Research Paper Volume 15, Issue 18 pp 9250—9274
High-throughput single-cell profiling of B cell responses following inactivated influenza vaccination in young and older adults
- 1 Program in Computational Biology and Bioinformatics, Yale University, New Haven, CT 06510, USA
- 2 Department of Immunobiology, Yale School of Medicine, New Haven, CT 06510, USA
- 3 Section of Infectious Diseases, Department of Internal Medicine, Yale School of Medicine, New Haven, CT 06510, USA
- 4 Department of Pathology, Yale School of Medicine, New Haven, CT 06510, USA
Received: November 16, 2022 Accepted: May 3, 2023 Published: June 26, 2023
https://doi.org/10.18632/aging.204778How to Cite
Copyright: © 2023 Wang et al.
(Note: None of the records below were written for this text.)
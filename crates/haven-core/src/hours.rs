//! Business-hours-aware elapsed-time calculation.
//!
//! Windows are naive UTC — time zones and holidays are deliberately out of
//! scope for this schedule. Policies that are not business-hours-scoped use
//! plain wall-clock subtraction instead (see `haven-sla`).

use chrono::{DateTime, Datelike, Duration, NaiveTime, Utc};

/// One `(open, close)` window per weekday, indexed Monday = 0. A `None` entry
/// means the whole day is outside business hours.
#[derive(Debug, Clone, PartialEq, Eq)]
pub struct BusinessHours {
  windows: [Option<(NaiveTime, NaiveTime)>; 7],
}

impl Default for BusinessHours {
  /// Monday–Friday, 09:00–17:00 UTC.
  fn default() -> Self {
    let open = NaiveTime::from_hms_opt(9, 0, 0).unwrap();
    let close = NaiveTime::from_hms_opt(17, 0, 0).unwrap();
    let weekday = Some((open, close));
    Self {
      windows: [weekday, weekday, weekday, weekday, weekday, None, None],
    }
  }
}

impl BusinessHours {
  /// A schedule with the same window every day of the week.
  pub fn every_day(open: NaiveTime, close: NaiveTime) -> Self {
    Self { windows: [Some((open, close)); 7] }
  }

  /// Replace the window for one weekday (Monday = 0). `None` closes the day.
  pub fn with_window(
    mut self,
    weekday: usize,
    window: Option<(NaiveTime, NaiveTime)>,
  ) -> Self {
    self.windows[weekday] = window;
    self
  }

  /// Minutes of `[from, to]` that fall inside the configured windows,
  /// computed by walking each calendar day and intersecting its window with
  /// the span. Returns 0 when `to <= from`.
  pub fn elapsed_minutes(
    &self,
    from: DateTime<Utc>,
    to: DateTime<Utc>,
  ) -> i64 {
    if to <= from {
      return 0;
    }

    let mut total = Duration::zero();
    let mut day = from.date_naive();
    let last = to.date_naive();

    while day <= last {
      let idx = day.weekday().num_days_from_monday() as usize;
      if let Some((open, close)) = self.windows[idx] {
        let window_start = day.and_time(open).and_utc();
        let window_end = day.and_time(close).and_utc();

        let start = window_start.max(from);
        let end = window_end.min(to);
        if end > start {
          total += end - start;
        }
      }
      day += Duration::days(1);
    }

    total.num_minutes()
  }
}

#[cfg(test)]
mod tests {
  use chrono::TimeZone;

  use super::*;

  fn at(y: i32, mo: u32, d: u32, h: u32, mi: u32) -> DateTime<Utc> {
    Utc.with_ymd_and_hms(y, mo, d, h, mi, 0).unwrap()
  }

  #[test]
  fn span_inside_one_window() {
    let hours = BusinessHours::default();
    // Monday 2024-01-08, 10:00 -> 11:30.
    assert_eq!(
      hours.elapsed_minutes(at(2024, 1, 8, 10, 0), at(2024, 1, 8, 11, 30)),
      90
    );
  }

  #[test]
  fn span_clipped_to_window_edges() {
    let hours = BusinessHours::default();
    // 07:00 -> 18:00 on a Monday only counts 09:00 -> 17:00.
    assert_eq!(
      hours.elapsed_minutes(at(2024, 1, 8, 7, 0), at(2024, 1, 8, 18, 0)),
      8 * 60
    );
  }

  #[test]
  fn weekend_contributes_nothing() {
    let hours = BusinessHours::default();
    // Saturday 2024-01-06 -> Sunday 2024-01-07.
    assert_eq!(
      hours.elapsed_minutes(at(2024, 1, 6, 9, 0), at(2024, 1, 7, 17, 0)),
      0
    );
  }

  #[test]
  fn overnight_span_crosses_days() {
    let hours = BusinessHours::default();
    // Monday 16:00 -> Tuesday 10:00: 60 min Monday + 60 min Tuesday.
    assert_eq!(
      hours.elapsed_minutes(at(2024, 1, 8, 16, 0), at(2024, 1, 9, 10, 0)),
      120
    );
  }

  #[test]
  fn friday_to_monday_skips_the_weekend() {
    let hours = BusinessHours::default();
    // Friday 2024-01-05 16:00 -> Monday 2024-01-08 10:00.
    assert_eq!(
      hours.elapsed_minutes(at(2024, 1, 5, 16, 0), at(2024, 1, 8, 10, 0)),
      120
    );
  }

  #[test]
  fn reversed_span_is_zero() {
    let hours = BusinessHours::default();
    assert_eq!(
      hours.elapsed_minutes(at(2024, 1, 8, 12, 0), at(2024, 1, 8, 11, 0)),
      0
    );
  }
}
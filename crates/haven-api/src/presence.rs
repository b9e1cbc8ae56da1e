//! Handlers for `/presence` endpoints — the live family map.
//!
//! | Method | Path | Notes |
//! |--------|------|-------|
//! | `GET`  | `/presence?family_group_id=` | One row per sharing user |
//! | `PUT`  | `/presence/:user_id` | Last write wins |
//! | `POST` | `/presence/:user_id/stop` | Explicit stop; 404 if never seen |

use axum::{
  Json,
  extract::{Path, Query, State},
};
use haven_core::{
  presence::{LiveLocation, PositionUpdate},
  store::SafetyStore,
};
use serde::Deserialize;
use uuid::Uuid;

use crate::{AppState, error::ApiError};

#[derive(Debug, Deserialize)]
pub struct ListParams {
  pub family_group_id: Uuid,
}

/// `GET /presence?family_group_id=<uuid>`
pub async fn list<S>(
  State(state): State<AppState<S>>,
  Query(params): Query<ListParams>,
) -> Result<Json<Vec<LiveLocation>>, ApiError>
where
  S: SafetyStore,
  S::Error: std::error::Error + Send + Sync + 'static,
{
  let rows = state
    .store
    .live_locations_by_family(params.family_group_id)
    .await
    .map_err(ApiError::from_store)?;
  Ok(Json(rows))
}

#[derive(Debug, Deserialize)]
pub struct UpdateBody {
  pub family_group_id: Option<Uuid>,
  pub latitude:        f64,
  pub longitude:       f64,
  pub accuracy_m:      f64,
  pub heading:         Option<f64>,
  pub speed:           Option<f64>,
  pub battery_pct:     Option<f64>,
}

/// `PUT /presence/:user_id` — upsert the user's live-location row.
pub async fn update<S>(
  State(state): State<AppState<S>>,
  Path(user_id): Path<Uuid>,
  Json(body): Json<UpdateBody>,
) -> Result<Json<LiveLocation>, ApiError>
where
  S: SafetyStore,
  S::Error: std::error::Error + Send + Sync + 'static,
{
  let row = state
    .store
    .upsert_live_location(PositionUpdate {
      user_id,
      family_group_id: body.family_group_id,
      latitude: body.latitude,
      longitude: body.longitude,
      accuracy_m: body.accuracy_m,
      heading: body.heading,
      speed: body.speed,
      battery_pct: body.battery_pct,
    })
    .await
    .map_err(ApiError::from_store)?;
  Ok(Json(row))
}

/// `POST /presence/:user_id/stop` — explicit sharing stop.
pub async fn stop<S>(
  State(state): State<AppState<S>>,
  Path(user_id): Path<Uuid>,
) -> Result<Json<LiveLocation>, ApiError>
where
  S: SafetyStore,
  S::Error: std::error::Error + Send + Sync + 'static,
{
  let row = state
    .store
    .set_offline(user_id)
    .await
    .map_err(ApiError::from_store)?
    .ok_or_else(|| {
      ApiError::NotFound(format!("no live location for user {user_id}"))
    })?;
  Ok(Json(row))
}
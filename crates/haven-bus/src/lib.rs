//! Realtime fan-out for Haven change events.
//!
//! A thin predicate-filtered wrapper over a [`tokio::sync::broadcast`]
//! channel. Delivery is at-least-once from the consumer's point of view:
//! a subscriber that falls behind the channel capacity receives an explicit
//! [`BusEvent::Lagged`] resync cue instead of silently missing rows, and is
//! expected to re-fetch. Ordering is only per-publisher commit order; events
//! are cues to re-query, never complete deltas.

use std::{
  pin::Pin,
  task::{Context, Poll, ready},
};

use futures::Stream;
use haven_core::event::{ChangeEvent, EventFilter, EventSink};
use tokio::sync::broadcast;
use tokio_stream::wrappers::{
  BroadcastStream, errors::BroadcastStreamRecvError,
};

/// Default broadcast capacity; a slow consumer further behind than this
/// lags and resyncs.
pub const DEFAULT_CAPACITY: usize = 1024;

// ─── Bus ─────────────────────────────────────────────────────────────────────

/// The fan-out hub. Cloning is cheap; all clones share one channel.
#[derive(Clone)]
pub struct ChangeBus {
  tx: broadcast::Sender<ChangeEvent>,
}

impl Default for ChangeBus {
  fn default() -> Self { Self::new(DEFAULT_CAPACITY) }
}

impl ChangeBus {
  pub fn new(capacity: usize) -> Self {
    let (tx, _) = broadcast::channel(capacity);
    Self { tx }
  }

  /// Open a filtered subscription. Events published before this call are
  /// not delivered.
  pub fn subscribe(&self, filter: EventFilter) -> ChangeStream {
    ChangeStream {
      inner: BroadcastStream::new(self.tx.subscribe()),
      filter,
    }
  }

  pub fn subscriber_count(&self) -> usize { self.tx.receiver_count() }
}

impl EventSink for ChangeBus {
  fn publish(&self, event: ChangeEvent) {
    // A send with no subscribers is fine; fan-out is best-effort.
    let _ = self.tx.send(event);
  }
}

// ─── Stream ──────────────────────────────────────────────────────────────────

/// What a subscriber sees.
#[derive(Debug, Clone, PartialEq, Eq)]
pub enum BusEvent {
  Change(ChangeEvent),
  /// The channel dropped this many events for the subscriber. Treat as a
  /// cue to re-fetch everything covered by the filter.
  Lagged(u64),
}

/// A filtered stream of change events. Ends when the bus is dropped.
pub struct ChangeStream {
  inner:  BroadcastStream<ChangeEvent>,
  filter: EventFilter,
}

impl Stream for ChangeStream {
  type Item = BusEvent;

  fn poll_next(
    mut self: Pin<&mut Self>,
    cx: &mut Context<'_>,
  ) -> Poll<Option<Self::Item>> {
    loop {
      match ready!(Pin::new(&mut self.inner).poll_next(cx)) {
        None => return Poll::Ready(None),
        Some(Ok(event)) if self.filter.matches(&event) => {
          return Poll::Ready(Some(BusEvent::Change(event)));
        }
        // Filtered out; keep polling.
        Some(Ok(_)) => {}
        Some(Err(BroadcastStreamRecvError::Lagged(missed))) => {
          return Poll::Ready(Some(BusEvent::Lagged(missed)));
        }
      }
    }
  }
}

#[cfg(test)]
mod tests {
  use haven_core::event::{ChangeOp, Table};
  use tokio_stream::StreamExt as _;
  use uuid::Uuid;

  use super::*;

  fn event(table: Table, family: Option<Uuid>) -> ChangeEvent {
    ChangeEvent {
      table,
      op: ChangeOp::Insert,
      row_id: Uuid::new_v4(),
      family_group_id: family,
      incident_id: None,
      user_id: None,
    }
  }

  #[tokio::test]
  async fn subscriber_receives_matching_events_only() {
    let bus = ChangeBus::default();
    let family = Uuid::new_v4();
    let mut stream = bus.subscribe(EventFilter::FamilyGroup(family));

    bus.publish(event(Table::Incidents, Some(Uuid::new_v4())));
    let matching = event(Table::Incidents, Some(family));
    bus.publish(matching.clone());

    assert_eq!(stream.next().await, Some(BusEvent::Change(matching)));
  }

  #[tokio::test]
  async fn every_subscriber_sees_the_event() {
    let bus = ChangeBus::default();
    let mut a = bus.subscribe(EventFilter::All);
    let mut b = bus.subscribe(EventFilter::Table(Table::Places));
    assert_eq!(bus.subscriber_count(), 2);

    let e = event(Table::Places, None);
    bus.publish(e.clone());

    assert_eq!(a.next().await, Some(BusEvent::Change(e.clone())));
    assert_eq!(b.next().await, Some(BusEvent::Change(e)));
  }

  #[tokio::test]
  async fn slow_subscriber_gets_a_resync_cue() {
    let bus = ChangeBus::new(1);
    let mut stream = bus.subscribe(EventFilter::All);

    for _ in 0..3 {
      bus.publish(event(Table::Incidents, None));
    }

    // Two events were dropped; the survivor follows the cue.
    assert_eq!(stream.next().await, Some(BusEvent::Lagged(2)));
    assert!(matches!(stream.next().await, Some(BusEvent::Change(_))));
  }

  #[tokio::test]
  async fn stream_ends_when_the_bus_is_dropped() {
    let bus = ChangeBus::default();
    let mut stream = bus.subscribe(EventFilter::All);
    drop(bus);
    assert_eq!(stream.next().await, None);
  }

  #[tokio::test]
  async fn publish_without_subscribers_is_a_no_op() {
    let bus = ChangeBus::default();
    bus.publish(event(Table::Incidents, None));
    assert_eq!(bus.subscriber_count(), 0);
  }
}
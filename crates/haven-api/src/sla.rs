//! Handlers for `/sla` endpoints — policies, tracked interactions, and the
//! escalation engine's RPC surface.
//!
//! | Method | Path | Notes |
//! |--------|------|-------|
//! | `POST` | `/sla/policies` | |
//! | `POST` | `/sla/interactions` | |
//! | `GET`  | `/sla/interactions/:id/status` | `report: null` if no policy |
//! | `POST` | `/sla/interactions/:id/apply-policy` | Persists the deadline |
//! | `POST` | `/sla/interactions/:id/respond` | Records first response |
//! | `POST` | `/sla/interactions/:id/resolve` | Also clears open breaches |
//! | `GET`  | `/sla/breaches` | Unresolved, joined with interactions |
//! | `POST` | `/sla/sweep` | Evaluate everything open |
//! | `GET`  | `/sla/metrics?from=&to=` | RFC 3339 timestamps |

use axum::{
  Json,
  extract::{Path, Query, State},
  http::StatusCode,
  response::IntoResponse,
};
use chrono::{DateTime, Utc};
use haven_core::{
  sla::{NewInteraction, NewSlaPolicy, SlaPolicy, TrackedInteraction},
  store::SafetyStore,
};
use serde::Deserialize;
use uuid::Uuid;

use crate::{AppState, error::ApiError};

// ─── Policies & interactions ──────────────────────────────────────────────────

/// `POST /sla/policies` — body is a full [`NewSlaPolicy`].
pub async fn create_policy<S>(
  State(state): State<AppState<S>>,
  Json(body): Json<NewSlaPolicy>,
) -> Result<impl IntoResponse, ApiError>
where
  S: SafetyStore,
  S::Error: std::error::Error + Send + Sync + 'static,
{
  let policy: SlaPolicy = state
    .store
    .create_policy(body)
    .await
    .map_err(ApiError::from_store)?;
  Ok((StatusCode::CREATED, Json(policy)))
}

/// `POST /sla/interactions`
pub async fn create_interaction<S>(
  State(state): State<AppState<S>>,
  Json(body): Json<NewInteraction>,
) -> Result<impl IntoResponse, ApiError>
where
  S: SafetyStore,
  S::Error: std::error::Error + Send + Sync + 'static,
{
  let interaction: TrackedInteraction = state
    .store
    .create_interaction(body)
    .await
    .map_err(ApiError::from_store)?;
  Ok((StatusCode::CREATED, Json(interaction)))
}

// ─── Engine RPCs ──────────────────────────────────────────────────────────────

/// `GET /sla/interactions/:id/status` — evaluate now. The report is `null`
/// when no active policy matches the interaction.
pub async fn check_sla_status<S>(
  State(state): State<AppState<S>>,
  Path(id): Path<Uuid>,
) -> Result<Json<Option<haven_sla::SlaReport>>, ApiError>
where
  S: SafetyStore,
  S::Error: std::error::Error + Send + Sync + 'static,
{
  let report = state.engine.check(id, Utc::now()).await?;
  Ok(Json(report))
}

/// `POST /sla/interactions/:id/apply-policy`
pub async fn apply_policy<S>(
  State(state): State<AppState<S>>,
  Path(id): Path<Uuid>,
) -> Result<Json<Option<haven_sla::AppliedPolicy>>, ApiError>
where
  S: SafetyStore,
  S::Error: std::error::Error + Send + Sync + 'static,
{
  let applied = state.engine.apply_policy(id).await?;
  Ok(Json(applied))
}

#[derive(Debug, Deserialize)]
pub struct RespondBody {
  /// Defaults to now.
  pub at: Option<DateTime<Utc>>,
}

/// `POST /sla/interactions/:id/respond` — record the first outbound response.
pub async fn respond<S>(
  State(state): State<AppState<S>>,
  Path(id): Path<Uuid>,
  Json(body): Json<RespondBody>,
) -> Result<Json<TrackedInteraction>, ApiError>
where
  S: SafetyStore,
  S::Error: std::error::Error + Send + Sync + 'static,
{
  let interaction = state
    .engine
    .record_response(id, body.at.unwrap_or_else(Utc::now))
    .await?;
  Ok(Json(interaction))
}

/// `POST /sla/interactions/:id/resolve` — terminal; clears open breaches.
pub async fn resolve<S>(
  State(state): State<AppState<S>>,
  Path(id): Path<Uuid>,
) -> Result<Json<TrackedInteraction>, ApiError>
where
  S: SafetyStore,
  S::Error: std::error::Error + Send + Sync + 'static,
{
  let interaction = state.engine.resolve(id, Utc::now()).await?;
  Ok(Json(interaction))
}

/// `GET /sla/breaches` — unresolved breach alerts.
pub async fn list_breach_alerts<S>(
  State(state): State<AppState<S>>,
) -> Result<Json<Vec<haven_sla::BreachAlert>>, ApiError>
where
  S: SafetyStore,
  S::Error: std::error::Error + Send + Sync + 'static,
{
  let alerts = state.engine.breach_alerts().await?;
  Ok(Json(alerts))
}

/// `POST /sla/sweep` — evaluate every open interaction immediately.
pub async fn sweep<S>(
  State(state): State<AppState<S>>,
) -> Result<Json<haven_sla::SweepSummary>, ApiError>
where
  S: SafetyStore,
  S::Error: std::error::Error + Send + Sync + 'static,
{
  let summary = state.engine.sweep(Utc::now()).await?;
  Ok(Json(summary))
}

#[derive(Debug, Deserialize)]
pub struct MetricsParams {
  pub from: DateTime<Utc>,
  pub to:   DateTime<Utc>,
}

/// `GET /sla/metrics?from=<rfc3339>&to=<rfc3339>`
pub async fn metrics<S>(
  State(state): State<AppState<S>>,
  Query(params): Query<MetricsParams>,
) -> Result<Json<haven_sla::ComplianceReport>, ApiError>
where
  S: SafetyStore,
  S::Error: std::error::Error + Send + Sync + 'static,
{
  let report = state.engine.metrics(params.from, params.to).await?;
  Ok(Json(report))
}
This is an open access article distributed under the terms of the Creative Commons Attribution License (CC BY 3.0), which permits unrestricted use, distribution, and reproduction in any medium, provided the original author and source are credited.
Abstract
Seasonal influenza contributes to a substantial disease burden, resulting in approximately 10 million hospital visits and 50 thousand deaths in a typical year in the United States. 70 - 85% of the mortality occurs in people over the age of 65. Influenza vaccination is the best protection against the virus, but it is less effective for the elderly, which may be in part due to differences in the quantity or type of B cells induced by vaccination. To investigate this possibility, we sorted pre- and post-vaccination peripheral blood B cells from three young and three older adults with strong antibody responses to the inactivated influenza vaccine and employed single-cell technology to simultaneously profile the gene expression and the B cell receptor (BCR) of the B cells. Prior to vaccination, we observed a higher somatic hypermutation frequency and a higher abundance of activated B cells in older adults than in young adults. Following vaccination, young adults mounted a more clonal response than older adults. The expanded clones included a mix of plasmablasts, activated B cells, and resting memory B cells in both age groups, with a decreased proportion of plasmablasts in older adults. Differential abundance analysis identified additional vaccine-responsive cells that were not part of expanded clones, especially in older adults. We observed broadly consistent gene expression changes in vaccine-responsive plasmablasts and greater heterogeneity among activated B cells between age groups. These quantitative and qualitative differences in the B cells provide insights into age-related changes in influenza vaccination response.